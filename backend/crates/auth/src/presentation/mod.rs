//! Presentation Layer
//!
//! HTTP handlers, DTOs, router, and middleware.

pub mod dto;
pub mod handlers;
pub mod middleware;
pub mod router;

pub use handlers::AuthAppState;
pub use middleware::{AuthMiddlewareState, CurrentUser, require_auth_session};
pub use router::{auth_router, auth_router_generic};
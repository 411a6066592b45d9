//! Auth (Authentication) Backend Module
//!
//! Clean Architecture structure:
//! - `domain/` - Business logic, entities, repository traits
//! - `application/` - Use cases and application services
//! - `infra/` - Database implementations
//! - `presentation/` - HTTP handlers, DTOs, router, role middleware
//!
//! ## Features
//! - Sign-up for workers and police officers (officer profile provisioned)
//! - Login by email or mobile number with password
//! - Server-side sessions behind an HMAC-signed cookie or bearer token
//! - Role guard middleware that exposes [`CurrentUser`] to other crates
//!
//! ## Security Model
//! - Passwords hashed with Argon2id
//! - Sessions bound to client fingerprint (User-Agent), 24 hour lifetime
//! - Five consecutive failed logins lock the account for 15 minutes

pub mod application;
pub mod domain;
pub mod error;
pub mod infra;
pub mod presentation;


// Re-exports for convenience
pub use application::config::AuthConfig;
pub use domain::repository::AuthStore;
pub use domain::value_object::{mobile::Mobile, user_role::UserRole};
pub use error::{AuthError, AuthResult};
pub use infra::postgres::PgAuthRepository;
pub use presentation::middleware::{AuthMiddlewareState, CurrentUser, require_auth_session};
pub use presentation::router::{auth_router, auth_router_generic};
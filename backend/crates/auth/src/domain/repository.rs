//! Repository Traits
//!
//! Interfaces for data persistence. Implementation is in infrastructure layer.

use kernel::id::{AuthSessionId, UserId};

use crate::domain::entity::{auth_session::AuthSession, police_officer::PoliceOfficer, user::User};
use crate::domain::value_object::{email::Email, mobile::Mobile};
use crate::error::AuthResult;

/// User repository trait
#[trait_variant::make(UserRepository: Send)]
pub trait LocalUserRepository {
    /// Insert a new account, its officer profile when given, and the
    /// `user_signup` audit entry, atomically
    ///
    /// Duplicate email or mobile yields `EmailTaken` / `MobileTaken`.
    async fn create(&self, user: &User, officer: Option<&PoliceOfficer>) -> AuthResult<()>;

    async fn find_by_id(&self, user_id: &UserId) -> AuthResult<Option<User>>;

    async fn find_by_email(&self, email: &Email) -> AuthResult<Option<User>>;

    async fn find_by_mobile(&self, mobile: &Mobile) -> AuthResult<Option<User>>;

    async fn exists_by_email(&self, email: &Email) -> AuthResult<bool>;

    async fn exists_by_mobile(&self, mobile: &Mobile) -> AuthResult<bool>;

    /// Persist login bookkeeping (failures, lockout, last login)
    async fn update_login_state(&self, user: &User) -> AuthResult<()>;
}

/// Police officer repository trait
#[trait_variant::make(OfficerRepository: Send)]
pub trait LocalOfficerRepository {
    /// Next value of the officer numbering sequence
    async fn next_officer_sequence(&self) -> AuthResult<i64>;

    async fn find_officer_by_user_id(&self, user_id: &UserId)
    -> AuthResult<Option<PoliceOfficer>>;
}

/// Auth session repository trait
#[trait_variant::make(AuthSessionRepository: Send)]
pub trait LocalAuthSessionRepository {
    async fn create_session(&self, session: &AuthSession) -> AuthResult<()>;

    /// Find a session created with the same client fingerprint
    async fn find_session(
        &self,
        session_id: &AuthSessionId,
        fingerprint_hash: &[u8],
    ) -> AuthResult<Option<AuthSession>>;

    /// Record last activity
    async fn touch_session(&self, session: &AuthSession) -> AuthResult<()>;

    async fn delete_session(&self, session_id: &AuthSessionId) -> AuthResult<()>;

    async fn cleanup_expired(&self) -> AuthResult<u64>;
}

/// Everything the auth handlers need from storage
pub trait AuthStore:
    UserRepository + OfficerRepository + AuthSessionRepository + Clone + Send + Sync + 'static
{
}

impl<T> AuthStore for T where
    T: UserRepository + OfficerRepository + AuthSessionRepository + Clone + Send + Sync + 'static
{
}
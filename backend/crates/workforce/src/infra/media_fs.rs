//! Filesystem media store
//!
//! Files live under the upload directory and are referenced as
//! `uploads/{kind}/{file}`, which is also their URL path below `/uploads`.

use std::path::{Component, Path, PathBuf};

use kernel::id::WorkerId;
use uuid::Uuid;

use crate::domain::gateway::MediaStore;
use crate::domain::value_object::worker_identifier::WorkerIdentifier;
use crate::error::{WorkforceError, WorkforceResult};

const REFERENCE_ROOT: &str = "uploads";
const SELFIE_DIR: &str = "selfies";
const QR_DIR: &str = "qrcodes";

#[derive(Debug, Clone)]
pub struct FsMediaStore {
    root: PathBuf,
}

impl FsMediaStore {
    pub fn new(root: impl Into<PathBuf>) -> Self {
        Self { root: root.into() }
    }

    pub fn root(&self) -> &Path {
        &self.root
    }

    async fn write(&self, dir: &str, file_name: &str, bytes: &[u8]) -> WorkforceResult<String> {
        let dir_path = self.root.join(dir);
        tokio::fs::create_dir_all(&dir_path)
            .await
            .map_err(|e| WorkforceError::Storage(format!("create {}: {e}", dir_path.display())))?;

        let path = dir_path.join(file_name);
        tokio::fs::write(&path, bytes)
            .await
            .map_err(|e| WorkforceError::Storage(format!("write {}: {e}", path.display())))?;

        Ok(format!("{REFERENCE_ROOT}/{dir}/{file_name}"))
    }

    /// Path of a reference, refusing anything that escapes the root
    fn resolve(&self, reference: &str) -> WorkforceResult<PathBuf> {
        let relative = reference
            .trim_start_matches('/')
            .strip_prefix(REFERENCE_ROOT)
            .map(|rest| rest.trim_start_matches('/'))
            .unwrap_or(reference);
        let relative = Path::new(relative);

        if relative.as_os_str().is_empty()
            || !relative.components().all(|c| matches!(c, Component::Normal(_)))
        {
            return Err(WorkforceError::Storage(format!(
                "invalid media reference: {reference}"
            )));
        }
        Ok(self.root.join(relative))
    }
}

impl MediaStore for FsMediaStore {
    async fn save_selfie(&self, worker_id: &WorkerId, image: &[u8]) -> WorkforceResult<String> {
        let suffix = Uuid::new_v4().simple().to_string();
        let file_name = format!("worker_{worker_id}_{}.jpg", &suffix[..8]);
        self.write(SELFIE_DIR, &file_name, image).await
    }

    fn qr_reference(&self, identifier: &WorkerIdentifier) -> String {
        format!("{REFERENCE_ROOT}/{QR_DIR}/{identifier}.png")
    }

    async fn save_qr(&self, identifier: &WorkerIdentifier, png: &[u8]) -> WorkforceResult<String> {
        let file_name = format!("{identifier}.png");
        self.write(QR_DIR, &file_name, png).await
    }

    async fn load(&self, reference: &str) -> WorkforceResult<Vec<u8>> {
        let path = self.resolve(reference)?;
        tokio::fs::read(&path)
            .await
            .map_err(|e| WorkforceError::Storage(format!("read {}: {e}", path.display())))
    }
}
//! Regenerate QR Use Case
//!
//! Re-renders a verified worker's QR code under the current base URL.

use std::sync::Arc;

use kernel::id::{UserId, WorkerId};
use serde_json::json;

use crate::application::config::WorkforceConfig;
use crate::application::credential::CredentialIssuer;
use crate::domain::entity::audit_entry::AuditEntry;
use crate::domain::entity::worker::IssuedCredential;
use crate::domain::gateway::MediaStore;
use crate::domain::repository::{VerificationRepository, WorkerRepository};
use crate::error::{WorkforceError, WorkforceResult};

pub struct RegenerateQrUseCase<R, M>
where
    R: WorkerRepository + VerificationRepository,
    M: MediaStore,
{
    repo: Arc<R>,
    issuer: CredentialIssuer<M>,
}

impl<R, M> RegenerateQrUseCase<R, M>
where
    R: WorkerRepository + VerificationRepository,
    M: MediaStore,
{
    pub fn new(repo: Arc<R>, media: Arc<M>, config: Arc<WorkforceConfig>) -> Self {
        Self {
            repo,
            issuer: CredentialIssuer::new(media, config),
        }
    }

    pub async fn execute(
        &self,
        officer_user: &UserId,
        worker_id: &WorkerId,
    ) -> WorkforceResult<IssuedCredential> {
        let worker = self
            .repo
            .find_worker(worker_id)
            .await?
            .ok_or(WorkforceError::WorkerNotFound)?;
        let identifier = worker
            .official_identifier()
            .cloned()
            .ok_or(WorkforceError::NotVerified)?;

        let credential = self.issuer.render(&identifier).await?;
        let audit = AuditEntry::new(
            Some(*officer_user),
            AuditEntry::QR_REGENERATED,
            "worker",
            worker.worker_id,
            json!({ "workerIdentifier": identifier.as_str(), "qrPayload": credential.qr_payload }),
        );

        // the worker may have been rejected since it was read
        if !self
            .repo
            .replace_credential(&worker.worker_id, &credential, Some(&audit))
            .await?
        {
            return Err(WorkforceError::NotVerified);
        }

        tracing::info!(worker_id = %worker.worker_id, identifier = %identifier, "QR code regenerated");
        Ok(credential)
    }
}
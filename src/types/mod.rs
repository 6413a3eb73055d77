//! Type Descriptors
//!
//! Rust has no runtime reflection, so every type that can be turned into a
//! schema describes itself through [`Reflect::type_info`]. A [`TypeInfo`]
//! carries the facts the walker needs:
//!
//! - an identity ([`TypeKey`]) used to deduplicate definitions and guard cycles
//! - naming (anonymous, derived from the type path, or explicit)
//! - the [`Kind`] with nested types as lazy [`TypeFn`] handles, so recursive
//!   graphs stay finite
//! - the ordered list of [`Capability`] probes the type opts into
//!
//! ```
//! use schema_reflect::types::{Field, Reflect, TypeInfo};
//!
//! struct Person {
//!     name: String,
//!     age: u32,
//! }
//!
//! impl Reflect for Person {
//!     fn type_info() -> TypeInfo {
//!         TypeInfo::object::<Self>(vec![
//!             Field::new::<String>("name").tag(r#"json:"name" required:"true""#),
//!             Field::new::<u32>("age").tag(r#"json:"age""#),
//!         ])
//!     }
//! }
//! ```

pub mod builtin;
pub mod capability;

pub use capability::{
    AllOfExposer, AnyOfExposer, Capability, Described, ElseExposer, Enumerated, Exposer,
    IfExposer, NamedEnumerated, NotExposer, OneOfExposer, Preparer, RawExposer, ThenExposer,
    Titled,
};

use std::any::TypeId;
use std::borrow::Cow;
use std::fmt;

/// Lazy handle to a type descriptor
pub type TypeFn = fn() -> TypeInfo;

/// Types that can describe their own schema-relevant structure
pub trait Reflect: 'static {
    fn type_info() -> TypeInfo;
}

/// Identity of a type after indirection is stripped
#[derive(Debug, Clone, Copy, PartialEq, Eq, Hash)]
pub struct TypeKey(TypeId);

impl TypeKey {
    pub fn of<T: ?Sized + 'static>() -> Self {
        TypeKey(TypeId::of::<T>())
    }
}

/// How a type earns a definition name
#[derive(Debug, Clone, PartialEq, Eq)]
pub enum Naming {
    /// Never registered as a shared definition
    Anonymous,
    /// Name derived from the Rust type path
    Path,
    /// Name given by the type itself
    Explicit(Cow<'static, str>),
}

/// Structural kind of a type
#[derive(Debug, Clone)]
pub enum Kind {
    Bool,
    Integer,
    Number,
    String,
    /// Unit-like, serializes as `null`
    Null,
    /// Unconstrained value, yields the empty schema
    Any,
    /// Nullable pointer (`Option<T>`)
    Optional(TypeFn),
    /// Ordered sequence
    Sequence {
        items: TypeFn,
        unique: bool,
        len: Option<usize>,
    },
    /// String-keyed mapping
    Map { values: TypeFn },
    /// Struct with named fields
    Object(Vec<Field>),
    /// No schema mapping exists (function pointers, channels, ...)
    Unsupported(&'static str),
}

impl Kind {
    pub fn name(&self) -> &'static str {
        match self {
            Kind::Bool => "bool",
            Kind::Integer => "integer",
            Kind::Number => "number",
            Kind::String => "string",
            Kind::Null => "null",
            Kind::Any => "any",
            Kind::Optional(_) => "optional",
            Kind::Sequence { .. } => "sequence",
            Kind::Map { .. } => "map",
            Kind::Object(_) => "object",
            Kind::Unsupported(what) => what,
        }
    }
}

/// A struct field
#[derive(Debug, Clone)]
pub struct Field {
    /// Declared field name
    pub name: Cow<'static, str>,
    pub ty: TypeFn,
    /// Metadata tag string, see [`crate::tags`]
    pub tag: Cow<'static, str>,
    /// Embedded fields contribute their properties to the parent
    pub embedded: bool,
}

impl Field {
    pub fn new<T: Reflect + ?Sized>(name: impl Into<Cow<'static, str>>) -> Self {
        Self {
            name: name.into(),
            ty: T::type_info,
            tag: Cow::Borrowed(""),
            embedded: false,
        }
    }

    /// An embedded (flattened) field
    pub fn embedded<T: Reflect + ?Sized>() -> Self {
        let type_name = std::any::type_name::<T>();
        let local = type_name
            .split('<')
            .next()
            .unwrap_or(type_name)
            .rsplit("::")
            .next()
            .unwrap_or(type_name);
        Self {
            name: Cow::Owned(local.to_string()),
            ty: T::type_info,
            tag: Cow::Borrowed(""),
            embedded: true,
        }
    }

    pub fn tag(mut self, tag: impl Into<Cow<'static, str>>) -> Self {
        self.tag = tag.into();
        self
    }
}

/// Descriptor of a type
#[derive(Clone)]
pub struct TypeInfo {
    key: TypeKey,
    type_name: &'static str,
    naming: Naming,
    kind: Kind,
    capabilities: Vec<Capability>,
}

impl TypeInfo {
    /// Descriptor of `T`
    pub fn of<T: Reflect + ?Sized>() -> Self {
        T::type_info()
    }

    /// Anonymous descriptor, always inlined
    pub fn new<T: ?Sized + 'static>(kind: Kind) -> Self {
        Self {
            key: TypeKey::of::<T>(),
            type_name: std::any::type_name::<T>(),
            naming: Naming::Anonymous,
            kind,
            capabilities: Vec::new(),
        }
    }

    /// Named descriptor; the definition name derives from the type path
    pub fn named<T: ?Sized + 'static>(kind: Kind) -> Self {
        Self {
            naming: Naming::Path,
            ..Self::new::<T>(kind)
        }
    }

    /// Named descriptor with an explicit definition name
    pub fn named_as<T: ?Sized + 'static>(name: impl Into<Cow<'static, str>>, kind: Kind) -> Self {
        Self {
            naming: Naming::Explicit(name.into()),
            ..Self::new::<T>(kind)
        }
    }

    /// Named struct descriptor
    pub fn object<T: ?Sized + 'static>(fields: Vec<Field>) -> Self {
        Self::named::<T>(Kind::Object(fields))
    }

    pub fn key(&self) -> TypeKey {
        self.key
    }

    /// Full Rust type name
    pub fn type_name(&self) -> &'static str {
        self.type_name
    }

    pub fn naming(&self) -> &Naming {
        &self.naming
    }

    pub fn is_named(&self) -> bool {
        self.naming != Naming::Anonymous
    }

    pub fn kind(&self) -> &Kind {
        &self.kind
    }

    pub fn capabilities(&self) -> &[Capability] {
        &self.capabilities
    }

    pub fn with_capability(mut self, capability: Capability) -> Self {
        self.capabilities.push(capability);
        self
    }

    pub fn with_title<T: Titled>(self) -> Self {
        self.with_capability(Capability::Title(T::json_schema_title))
    }

    pub fn with_description<T: Described>(self) -> Self {
        self.with_capability(Capability::Description(T::json_schema_description))
    }

    pub fn with_enum<T: Enumerated>(self) -> Self {
        self.with_capability(Capability::Enum(T::json_schema_enum))
    }

    pub fn with_named_enum<T: NamedEnumerated>(self) -> Self {
        self.with_capability(Capability::NamedEnum(T::json_schema_named_enum))
    }

    pub fn with_exposer<T: Exposer>(self) -> Self {
        self.with_capability(Capability::Exposer(T::json_schema))
    }

    pub fn with_raw_exposer<T: RawExposer>(self) -> Self {
        self.with_capability(Capability::RawExposer(T::json_schema_bytes))
    }

    pub fn with_preparer<T: Preparer>(self) -> Self {
        self.with_capability(Capability::Preparer(T::prepare_json_schema))
    }

    pub fn with_one_of<T: OneOfExposer>(self) -> Self {
        self.with_capability(Capability::OneOf(T::json_schema_one_of))
    }

    pub fn with_any_of<T: AnyOfExposer>(self) -> Self {
        self.with_capability(Capability::AnyOf(T::json_schema_any_of))
    }

    pub fn with_all_of<T: AllOfExposer>(self) -> Self {
        self.with_capability(Capability::AllOf(T::json_schema_all_of))
    }

    pub fn with_not<T: NotExposer>(self) -> Self {
        self.with_capability(Capability::Not(T::json_schema_not))
    }

    pub fn with_if<T: IfExposer>(self) -> Self {
        self.with_capability(Capability::If(T::json_schema_if))
    }

    pub fn with_then<T: ThenExposer>(self) -> Self {
        self.with_capability(Capability::Then(T::json_schema_then))
    }

    pub fn with_else<T: ElseExposer>(self) -> Self {
        self.with_capability(Capability::Else(T::json_schema_else))
    }
}

impl fmt::Debug for TypeInfo {
    fn fmt(&self, f: &mut fmt::Formatter<'_>) -> fmt::Result {
        f.debug_struct("TypeInfo")
            .field("type_name", &self.type_name)
            .field("naming", &self.naming)
            .field("kind", &self.kind.name())
            .field("capabilities", &self.capabilities)
            .finish()
    }
}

━━━━━━━━

Your answer should consist only of the lines above between the line holding "pub trait LocalUserRepository" and the line holding "async fn exists_by_email(&self, email: &Email)", inclusive, each transcribed exactly.

pub trait LocalUserRepository {
    /// Insert a new account, its officer profile when given, and the
    /// `user_signup` audit entry, atomically
    ///
    /// Duplicate email or mobile yields `EmailTaken` / `MobileTaken`.
    async fn create(&self, user: &User, officer: Option<&PoliceOfficer>) -> AuthResult<()>;

    async fn find_by_id(&self, user_id: &UserId) -> AuthResult<Option<User>>;

    async fn find_by_email(&self, email: &Email) -> AuthResult<Option<User>>;

    async fn find_by_mobile(&self, mobile: &Mobile) -> AuthResult<Option<User>>;

    async fn exists_by_email(&self, email: &Email) -> AuthResult<bool>;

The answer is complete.